Christ and the Law | Matthew 5:17-20


Do not think that I have come to abolish the Law or the Prophets; I have not come to abolish them but to fulfill them. For truly, I say to you, until heaven and earth pass away, not an iota, not a dot, will pass from the Law until all is accomplished. Therefore whoever relaxes one of the least of these commandments and teaches others to do the same will be called least in the kingdom of heaven, but whoever does them and teaches them will be called great in the kingdom of heaven. For I tell you, unless your righteousness exceeds that of the scribes and Pharisees, you will never enter the kingdom of heaven. (Matthew 5:17-20)

A new commandment I give to you, that you love one an-other: just as I have love you, you also are to love one another. By this all people will know that you are my disciples, if you have love for one another. (John 13:34-35)


If Jesus’ Sermon on the Mount is essentially a citizen’s handbook to the kingdom of heaven, then we have already broadly addressed the citizen’s character and purpose. The Beatitudes first display the expected character of Christ’s disciples. Showing meekness or mercy goes against the world’s ideals, but Christ’s kingdom turns our expectations upside-down. Jesus then defined Christians’ purpose by calling us the salt of the earth and the light of the world. They are astounding metaphors! Like salt preserves meat, so do His follows preserve the world from completely decaying into sin. Like light dispels darkness, so must we shine as the light in a world lost in darkness.

Jesus now moves the discussion to the Law, the Old Testament. He opens by claiming that He has not come to abolish the Law but to fulfill it. This would have been a genuine fear for many who saw Him. The Law forbade the touching of anyone infected with leprosy, but Jesus touched and healed them. Work was forbidden on the Sabbath, yet Jesus healed many people during Sabbath. But Jesus probably said this primarily as a disclaimer to the remainder of chapter 5. Having positioned Himself upon a mountain (like Moses), Jesus spends verses 21-48 citing the Old Testament commandments only to replace them with His own.

Most Jews would have seen Jesus’ declarations as being blasphemous against God’s Law given to Moses.
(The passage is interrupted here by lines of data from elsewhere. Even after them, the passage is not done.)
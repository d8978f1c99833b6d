// src/handlers/payrolls.rs

use axum::{
    extract::{Path, State},
    response::Response,
    routing::get,
    Router,
};
use axum_extra::extract::cookie::CookieJar;

use crate::{
    common::{
        db_utils::WithEmployee,
        error::AppError,
        form::Bound,
        view::{redirect_with_flash, Flash, Page},
    },
    config::AppState,
    handlers::{
        choices_or_empty, redirect_missing_id, redirect_on_failure, render, render_write_failure,
        today, Messages,
    },
    models::payroll::{Payroll, PayrollForm},
};

const MESSAGES: Messages = Messages {
    list_path: "/Payrolls",
    id_not_provided: "Payroll ID not provided.",
    not_found: "Payroll record not found.",
    id_mismatch: "Payroll ID mismatch.",
    load_list_error: "Error loading payroll records. Please try again.",
    load_create_error: "Error loading create form.",
    load_details_error: "Error loading payroll details.",
    load_edit_error: "Error loading payroll for editing.",
    load_delete_error: "Error loading payroll for deletion.",
    create_error: "Error creating payroll record. Please try again.",
    update_error: "Error updating payroll record. Please try again.",
    delete_error: "Error deleting payroll record. Please try again.",
};

pub fn routes() -> Router<AppState> {
    Router::new()
        .route("/Payrolls", get(index))
        .route("/Payrolls/Index", get(index))
        .route("/Payrolls/Details", get(missing_id))
        .route("/Payrolls/Details/{id}", get(details))
        .route("/Payrolls/Create", get(create_form).post(create))
        .route("/Payrolls/Edit", get(missing_id))
        .route("/Payrolls/Edit/{id}", get(edit_form).post(edit))
        .route("/Payrolls/Delete", get(missing_id))
        .route("/Payrolls/Delete/{id}", get(delete_confirm).post(delete))
}

// GET /Payrolls
pub async fn index(State(app_state): State<AppState>, jar: CookieJar) -> Response {
    match app_state.payroll_service.list().await {
        Ok(records) => render(jar, Page::new("Payrolls/Index", records)),
        Err(e) => {
            tracing::error!("🔥 Falha ao listar folhas: {}", e);
            let page = Page::new("Payrolls/Index", Vec::<WithEmployee<Payroll>>::new())
                .with_flash(Some(Flash::error(MESSAGES.load_list_error)));
            render(jar, page)
        }
    }
}

async fn missing_id(jar: CookieJar) -> Response {
    redirect_missing_id(jar, &MESSAGES)
}

// GET /Payrolls/Details/{id}
pub async fn details(
    State(app_state): State<AppState>,
    jar: CookieJar,
    Path(id): Path<i64>,
) -> Response {
    match app_state.payroll_service.get_detail(id).await {
        Ok(record) => render(jar, Page::new("Payrolls/Details", record)),
        Err(e) => redirect_on_failure(jar, &MESSAGES, e, MESSAGES.load_details_error),
    }
}

// GET /Payrolls/Create
pub async fn create_form(State(app_state): State<AppState>, jar: CookieJar) -> Response {
    match app_state.payroll_service.employee_choices(None).await {
        Ok(employees) => {
            let page = Page::new("Payrolls/Create", PayrollForm::with_defaults(today()))
                .with_employees(employees);
            render(jar, page)
        }
        Err(e) => redirect_on_failure(jar, &MESSAGES, e, MESSAGES.load_create_error),
    }
}

// POST /Payrolls/Create
pub async fn create(
    State(app_state): State<AppState>,
    jar: CookieJar,
    bound: Bound<PayrollForm>,
) -> Response {
    let result = match bound.converted() {
        Ok(form) => app_state.payroll_service.create(form).await,
        Err(e) => Err(e),
    };
    match result {
        Ok(_) => redirect_with_flash(
            jar,
            MESSAGES.list_path,
            Flash::success("Payroll record created successfully!"),
        ),
        Err(e) => {
            let employees =
                choices_or_empty(app_state.payroll_service.employee_choices(bound.form.employee_id).await);
            let page = Page::new("Payrolls/Create", bound.form).with_employees(employees);
            render_write_failure(jar, page, e, MESSAGES.create_error)
        }
    }
}

// GET /Payrolls/Edit/{id}
pub async fn edit_form(
    State(app_state): State<AppState>,
    jar: CookieJar,
    Path(id): Path<i64>,
) -> Response {
    let service = &app_state.payroll_service;
    let loaded = async {
        let record = service.get(id).await?;
        let employees = service.employee_choices(Some(record.employee_id)).await?;
        Ok::<_, AppError>((record, employees))
    };

    match loaded.await {
        Ok((record, employees)) => {
            let page = Page::new("Payrolls/Edit", PayrollForm::from(&record))
                .with_employees(employees);
            render(jar, page)
        }
        Err(e) => redirect_on_failure(jar, &MESSAGES, e, MESSAGES.load_edit_error),
    }
}

// POST /Payrolls/Edit/{id}
pub async fn edit(
    State(app_state): State<AppState>,
    jar: CookieJar,
    Path(id): Path<i64>,
    bound: Bound<PayrollForm>,
) -> Response {
    if bound.form.id != Some(id) {
        tracing::warn!("⚠️ ID divergente na edição de folha: rota {} / formulário {:?}", id, bound.form.id);
        return redirect_with_flash(jar, MESSAGES.list_path, Flash::error(MESSAGES.id_mismatch));
    }

    let result = match bound.converted() {
        Ok(form) => app_state.payroll_service.update(id, form).await,
        Err(e) => Err(e),
    };
    match result {
        Ok(_) => redirect_with_flash(
            jar,
            MESSAGES.list_path,
            Flash::success("Payroll record updated successfully!"),
        ),
        Err(AppError::NotFound) => {
            redirect_with_flash(jar, MESSAGES.list_path, Flash::error(MESSAGES.not_found))
        }
        Err(e) => {
            let employees =
                choices_or_empty(app_state.payroll_service.employee_choices(bound.form.employee_id).await);
            let page = Page::new("Payrolls/Edit", bound.form).with_employees(employees);
            render_write_failure(jar, page, e, MESSAGES.update_error)
        }
    }
}

// GET /Payrolls/Delete/{id}
pub async fn delete_confirm(
    State(app_state): State<AppState>,
    jar: CookieJar,
    Path(id): Path<i64>,
) -> Response {
    match app_state.payroll_service.get_detail(id).await {
        Ok(record) => render(jar, Page::new("Payrolls/Delete", record)),
        Err(e) => redirect_on_failure(jar, &MESSAGES, e, MESSAGES.load_delete_error),
    }
}

// POST /Payrolls/Delete/{id}
pub async fn delete(
    State(app_state): State<AppState>,
    jar: CookieJar,
    Path(id): Path<i64>,
) -> Response {
    match app_state.payroll_service.delete(id).await {
        Ok(()) => redirect_with_flash(
            jar,
            MESSAGES.list_path,
            Flash::success("Payroll record deleted successfully!"),
        ),
        Err(e) => redirect_on_failure(jar, &MESSAGES, e, MESSAGES.delete_error),
    }
}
But Jesus defends Himself in our present text. His replacing of the Old Testament commandments is not their abolishment but rather their fulfillment. Jesus goes so far as to claim that not one pen stroke of the Old Testament will pass away until all is accomplished. Jesus loves the Law because being God, He wrote it. Thus, we must be vigilant to learn that the Old Testament is as valuable and beneficial as the New Testament for us because Christ has brought the promises of the Law to completion on our behalf.

Read verse 17 and discuss the following.

  1. Why would the Israelites of Jesus’ day have thought that Jesus came to abolish the Law and Prophets?
  2. In what ways did Jesus fulfill (or complete) the Old Testament Scriptures?

Read verses 18-19 and discuss the following.

  1. What are some examples of the “least of these commandments”?
  2. How do we obey the least of the Old Testament commandments in Christ today?

Read verse 20 and discuss the following.

  1. Why does Jesus use the scribes and Pharisees as examples of righteousness?
  2. How can our righteousness exceed that of the scribes and Pharisees?


  • Obey. Consider your intentions behind obeying the commandments in the Bible. Do you obey because of the consequences of disobedience? Or do you obey because you love God and love others?
  • Pray. Consider how you read the Old Testament commandments. Do you read them as a system of rules to obey in order to please God? Or do you see them as outdated laws from a bygone era? Pray to read the Old Testament laws instead knowing that Christ has perfectly fulfilled each of them for us and that His New Covenant completes them.